What to do. The entries below need to be transcribed verbatim.

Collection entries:
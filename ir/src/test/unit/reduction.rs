//! Reducer construction tests.

use tessera_dtype::Type;

use crate::{BinaryOp, ConstScalar, Expr, ExprRef, IterVar, Op, ReduceOp};

fn rdom_of(extent: i64) -> Vec<IterVar> {
    let min = Expr::make_zero(Type::INT32).unwrap();
    let extent = Expr::make_const(Type::INT32, extent).unwrap();
    vec![IterVar::new(min, extent, "r")]
}

#[test]
fn sum_builds_commutative_reducer() {
    let src = Expr::var("x", Type::FLOAT32);
    let rdom = rdom_of(16);
    let r = Expr::sum(&src, &rdom).unwrap();
    assert_eq!(r.dtype(), Type::FLOAT32);

    let Op::Reduce { combiner, axis, condition, value_index, source } = r.op() else {
        panic!("expected reduce, got {:?}", r.op());
    };
    assert_eq!(*value_index, 0);
    assert_eq!(axis.len(), 1);
    assert!(matches!(axis[0].var.op(), Op::Var(name) if name == "r"));
    assert!(matches!(source.op(), Op::Var(_)));

    // predicate is the literal scalar true
    assert!(matches!(condition.op(), Op::UIntImm(1)));
    assert_eq!(condition.dtype(), Type::BOOL);

    // combiner: x + y over fresh variables of the source type
    assert!(matches!(combiner.result.op(), Op::Binary(BinaryOp::Add, _, _)));
    assert_eq!(combiner.lhs.dtype(), Type::FLOAT32);
    assert_eq!(combiner.rhs.dtype(), Type::FLOAT32);
    assert!(matches!(combiner.identity.op(), Op::FloatImm(v) if *v == 0.0));
}

#[test]
fn prod_uses_mul_and_one() {
    let src = Expr::var("x", Type::INT32);
    let r = Expr::prod(&src, &rdom_of(4)).unwrap();
    let Op::Reduce { combiner, .. } = r.op() else { panic!() };
    assert!(matches!(combiner.result.op(), Op::Binary(BinaryOp::Mul, _, _)));
    assert!(matches!(combiner.identity.op(), Op::IntImm(1)));
}

#[test]
fn min_reduction_starts_from_type_max() {
    let src = Expr::var("x", Type::INT32);
    let r = Expr::reduce_min(&src, &rdom_of(4)).unwrap();
    let Op::Reduce { combiner, .. } = r.op() else { panic!() };
    assert!(matches!(combiner.result.op(), Op::Binary(BinaryOp::Min, _, _)));
    assert!(matches!(combiner.identity.op(), Op::IntImm(v) if *v == i64::from(i32::MAX)));
}

#[test]
fn max_reduction_starts_from_type_min() {
    let src = Expr::var("x", Type::INT32);
    let r = Expr::reduce_max(&src, &rdom_of(4)).unwrap();
    let Op::Reduce { combiner, .. } = r.op() else { panic!() };
    assert!(matches!(combiner.result.op(), Op::Binary(BinaryOp::Max, _, _)));
    assert!(matches!(combiner.identity.op(), Op::IntImm(v) if *v == i64::from(i32::MIN)));
}

#[test]
fn float_max_reduction_identity_is_negative_largest() {
    let src = Expr::var("x", Type::FLOAT32);
    let r = Expr::reduce_max(&src, &rdom_of(4)).unwrap();
    let Op::Reduce { combiner, .. } = r.op() else { panic!() };
    assert!(matches!(combiner.identity.op(), Op::FloatImm(v) if *v == -(f32::MAX as f64)));
}

#[test]
fn generic_reduce_matches_convenience_wrappers() {
    let src = Expr::var("x", Type::FLOAT32);
    let rdom = rdom_of(8);
    let direct = Expr::reduce(&src, &rdom, ReduceOp::Sum).unwrap();
    let Op::Reduce { combiner, .. } = direct.op() else { panic!() };
    assert!(matches!(combiner.result.op(), Op::Binary(BinaryOp::Add, _, _)));
}

#[test]
fn reduce_over_handle_source_fails() {
    let src = Expr::var("x", Type::handle());
    assert!(Expr::sum(&src, &[]).is_err());
}

// =========================================================================
// empty-domain evaluation
// =========================================================================

fn eval_empty(src: ExprRef, op: ReduceOp) -> ConstScalar {
    Expr::reduce(&src, &[], op).unwrap().eval_const().unwrap()
}

#[test]
fn empty_domain_reductions_evaluate_to_identity() {
    let f = Expr::var("x", Type::FLOAT32);
    assert_eq!(eval_empty(f.clone(), ReduceOp::Sum), ConstScalar::Float(0.0));
    assert_eq!(eval_empty(f.clone(), ReduceOp::Prod), ConstScalar::Float(1.0));

    let u = Expr::var("x", Type::UINT8);
    assert_eq!(eval_empty(u.clone(), ReduceOp::Min), ConstScalar::UInt(255));
    assert_eq!(eval_empty(u, ReduceOp::Max), ConstScalar::UInt(0));

    let i = Expr::var("x", Type::INT32);
    assert_eq!(eval_empty(i, ReduceOp::Max), ConstScalar::Int(i64::from(i32::MIN)));
}
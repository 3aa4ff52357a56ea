//! Expression node variants.
//!
//! [`Op`] is a closed set: every pass over the IR dispatches by exhaustive
//! pattern match, so adding a variant is a compiler-wide decision.

use smallvec::SmallVec;

use crate::expr::{Expr, ExprRef};
use crate::types::{BinaryOp, CallKind, Intrinsic};

/// Commutative reducer: a binary combining function over two bound
/// variables together with its identity element.
#[derive(Debug, Clone)]
pub struct CommReducer {
    pub lhs: ExprRef,
    pub rhs: ExprRef,
    pub result: ExprRef,
    pub identity: ExprRef,
}

/// Iteration variable of a reduction domain.
#[derive(Debug, Clone)]
pub struct IterVar {
    pub var: ExprRef,
    pub min: ExprRef,
    pub extent: ExprRef,
}

impl IterVar {
    /// A fresh iteration variable ranging over `[min, min + extent)`.
    pub fn new(min: ExprRef, extent: ExprRef, name: impl Into<String>) -> Self {
        let var = Expr::var(name, min.dtype());
        Self { var, min, extent }
    }
}

/// Expression node. The node's result [`Type`](tessera_dtype::Type) lives
/// on [`Expr`].
#[derive(Debug, Clone)]
pub enum Op {
    IntImm(i64),
    UIntImm(u64),
    FloatImm(f64),
    Var(String),

    /// Value conversion to the node's type.
    Cast(ExprRef),
    /// Scalar replicated across `lanes`.
    Broadcast { value: ExprRef, lanes: u16 },

    Binary(BinaryOp, ExprRef, ExprRef),
    Not(ExprRef),
    Select {
        condition: ExprRef,
        true_value: ExprRef,
        false_value: ExprRef,
    },

    /// Operation without a dedicated variant, dispatched by name.
    Call {
        name: Intrinsic,
        args: SmallVec<[ExprRef; 3]>,
        kind: CallKind,
    },

    /// Commutative reduction of `source` over `axis`.
    Reduce {
        combiner: CommReducer,
        source: ExprRef,
        axis: SmallVec<[IterVar; 2]>,
        condition: ExprRef,
        value_index: usize,
    },
}
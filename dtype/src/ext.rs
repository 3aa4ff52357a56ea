use super::*;

/// Maps a Rust native scalar type to its IR [`Type`].
pub trait HasType {
    const TYPE: Type;
}

macro_rules! impl_has_type {
    ($($ty:ty => $ir:expr),* $(,)?) => {
        $(impl HasType for $ty { const TYPE: Type = $ir; })*
    };
}

impl_has_type! {
    bool => Type::BOOL,
    i8 => Type::INT8, i16 => Type::INT16, i32 => Type::INT32, i64 => Type::INT64,
    u8 => Type::UINT8, u16 => Type::UINT16, u32 => Type::UINT32, u64 => Type::UINT64,
    f32 => Type::FLOAT32, f64 => Type::FLOAT64,
}
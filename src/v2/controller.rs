use anyhow::Result;
use std::path::Path;

use crate::common::ControllerOpt;

pub(super) trait Controller {
    fn apply(controller_opt: &ControllerOpt, cgroup_path: &Path) -> Result<()>;
}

Exercise response.
filename ir/src/test/unit/reduction.rs
//! Reducer construction tests.

use tessera_dtype::Type;

use crate::{BinaryOp, ConstScalar, Expr, ExprRef, IterVar, Op, ReduceOp};

fn rdom_of(extent: i64) -> Vec<IterVar> {
    let min = Expr::make_zero(Type::INT32).unwrap();
    let extent = Expr::make_const(Type::INT32, extent).unwrap();
    vec![IterVar::new(min, extent, "r")]
}

#[test]
fn sum_builds_commutative_reducer() {
    let src = Expr::var("x", Type::FLOAT32);
    let rdom = rdom_of(16);
    let r = Expr::sum(&src, &rdom).unwrap();
    assert_eq!(r.dtype(), Type::FLOAT32);

    let Op::Reduce { combiner, axis, condition, value_index, source } = r.op() else {
        panic!("expected reduce, got {:?}", r.op());
    };
    assert_eq!(*value_index, 0);
    assert_eq!(axis.len(), 1);
    assert!(matches!(axis[0].var.op(), Op::Var(name) if name == "r"));
    assert!(matches!(source.op(), Op::Var(_)));

    // predicate is the literal scalar true
    assert!(matches!(condition.op(), Op::UIntImm(1)));
    assert_eq!(condition.dtype(), Type::BOOL);

    // combiner: x + y over fresh variables of the source type
    assert!(matches!(combiner.result.op(), Op::Binary(BinaryOp::Add, _, _)));
    assert_eq!(combiner.lhs.dtype(), Type::FLOAT32);
    assert_eq!(combiner.rhs.dtype(), Type::FLOAT32);
    assert!(matches!(combiner.identity.op(), Op::FloatImm(v) if *v == 0.0));
}

#[test]
fn prod_uses_mul_and_one() {
    let src = Expr::var("x", Type::INT32);
    let r = Expr::prod(&src, &rdom_of(4)).unwrap();
    let Op::Reduce { combiner, .. } = r.op() else { panic!() };
    assert!(matches!(combiner.result.op(), Op::Binary(BinaryOp::Mul, _, _)));
    assert!(matches!(combiner.identity.op(), Op::IntImm(1)));
}

#[test]
fn min_reduction_starts_from_type_max() {
    let src = Expr::var("x", Type::INT32);
    let r = Expr::reduce_min(&src, &rdom_of(4)).unwrap();
    let Op::Reduce { combiner, .. } = r.op() else { panic!() };
    assert!(matches!(combiner.result.op(), Op::Binary(BinaryOp::Min, _, _)));
    assert!(matches!(combiner.identity.op(), Op::IntImm(v) if *v == i64::from(i32::MAX)));
}

#[test]
fn max_reduction_starts_from_type_min() {
    let src = Expr::var("x", Type::INT32);
    let r = Expr::reduce_max(&src, &rdom_of(4)).unwrap();
    let Op::Reduce { combiner, .. } = r.op() else { panic!() };
    assert!(matches!(combiner.result.op(), Op::Binary(BinaryOp::Max, _, _)));
    assert!(matches!(combiner.identity.op(), Op::IntImm(v) if *v == i64::from(i32::MIN)));
}

#[test]
fn float_max_reduction_identity_is_negative_largest() {
    let src = Expr::var("x", Type::FLOAT32);
    let r = Expr::reduce_max(&src, &rdom_of(4)).unwrap();
    let Op::Reduce { combiner, .. } = r.op() else { panic!() };
    assert!(matches!(combiner.identity.op(), Op::FloatImm(v) if *v == -(f32::MAX as f64)));
}

#[test]
fn generic_reduce_matches_convenience_wrappers() {
    let src = Expr::var("x", Type::FLOAT32);
    let rdom = rdom_of(8);
    let direct = Expr::reduce(&src, &rdom, ReduceOp::Sum).unwrap();
    let Op::Reduce { combiner, .. } = direct.op() else { panic!() };
    assert!(matches!(combiner.result.op(), Op::Binary(BinaryOp::Add, _, _)));
}

#[test]
fn reduce_over_handle_source_fails() {
    let src = Expr::var("x", Type::handle());
    assert!(Expr::sum(&src, &[]).is_err());
}

// =========================================================================
// empty-domain evaluation
// =========================================================================

fn eval_empty(src: ExprRef, op: ReduceOp) -> ConstScalar {
    Expr::reduce(&src, &[], op).unwrap().eval_const().unwrap()
}

#[test]
fn empty_domain_reductions_evaluate_to_identity() {
    let f = Expr::var("x", Type::FLOAT32);
    assert_eq!(eval_empty(f.clone(), ReduceOp::Sum), ConstScalar::Float(0.0));
    assert_eq!(eval_empty(f.clone(), ReduceOp::Prod), ConstScalar::Float(1.0));

    let u = Expr::var("x", Type::UINT8);
    assert_eq!(eval_empty(u.clone(), ReduceOp::Min), ConstScalar::UInt(255));
    assert_eq!(eval_empty(u, ReduceOp::Max), ConstScalar::UInt(0));

    let i = Expr::var("x", Type::INT32);
    assert_eq!(eval_empty(i, ReduceOp::Max), ConstScalar::Int(i64::from(i32::MIN)));
}
repository 3aa4ff52357a56ea
//! Expression node variants.
//!
//! [`Op`] is a closed set: every pass over the IR dispatches by exhaustive
//! pattern match, so adding a variant is a compiler-wide decision.

use smallvec::SmallVec;

use crate::expr::{Expr, ExprRef};
use crate::types::{BinaryOp, CallKind, Intrinsic};

/// Commutative reducer: a binary combining function over two bound
/// variables together with its identity element.
#[derive(Debug, Clone)]
pub struct CommReducer {
    pub lhs: ExprRef,
    pub rhs: ExprRef,
    pub result: ExprRef,
    pub identity: ExprRef,
}

/// Iteration variable of a reduction domain.
#[derive(Debug, Clone)]
pub struct IterVar {
    pub var: ExprRef,
    pub min: ExprRef,
    pub extent: ExprRef,
}

impl IterVar {
    /// A fresh iteration variable ranging over `[min, min + extent)`.
    pub fn new(min: ExprRef, extent: ExprRef, name: impl Into<String>) -> Self {
        let var = Expr::var(name, min.dtype());
        Self { var, min, extent }
    }
}

/// Expression node. The node's result [`Type`](tessera_dtype::Type) lives
/// on [`Expr`].
#[derive(Debug, Clone)]
pub enum Op {
    IntImm(i64),
    UIntImm(u64),
    FloatImm(f64),
    Var(String),

    /// Value conversion to the node's type.
    Cast(ExprRef),
    /// Scalar replicated across `lanes`.
    Broadcast { value: ExprRef, lanes: u16 },

    Binary(BinaryOp, ExprRef, ExprRef),
    Not(ExprRef),
    Select {
        condition: ExprRef,
        true_value: ExprRef,
        false_value: ExprRef,
    },

    /// Operation without a dedicated variant, dispatched by name.
    Call {
        name: Intrinsic,
        args: SmallVec<[ExprRef; 3]>,
        kind: CallKind,
    },

    /// Commutative reduction of `source` over `axis`.
    Reduce {
        combiner: CommReducer,
        source: ExprRef,
        axis: SmallVec<[IterVar; 2]>,
        condition: ExprRef,
        value_index: usize,
    },
}
filename dtype/src/ext.rs
repository 3aa4ff52357a56ea
use super::*;

/// Maps a Rust native scalar type to its IR [`Type`].
pub trait HasType {
    const TYPE: Type;
}

macro_rules! impl_has_type {
    ($($ty:ty => $ir:expr),* $(,)?) => {
        $(impl HasType for $ty { const TYPE: Type = $ir; })*
    };
}

impl_has_type! {
    bool => Type::BOOL,
    i8 => Type::INT8, i16 => Type::INT16, i32 => Type::INT32, i64 => Type::INT64,
    u8 => Type::UINT8, u16 => Type::UINT16, u32 => Type::UINT32, u64 => Type::UINT64,
    f32 => Type::FLOAT32, f64 => Type::FLOAT64,
}
filename src/v2/controller.rs
use anyhow::Result;
use std::path::Path;

use crate::common::ControllerOpt;

pub(super) trait Controller {
    fn apply(controller_opt: &ControllerOpt, cgroup_path: &Path) -> Result<()>;
}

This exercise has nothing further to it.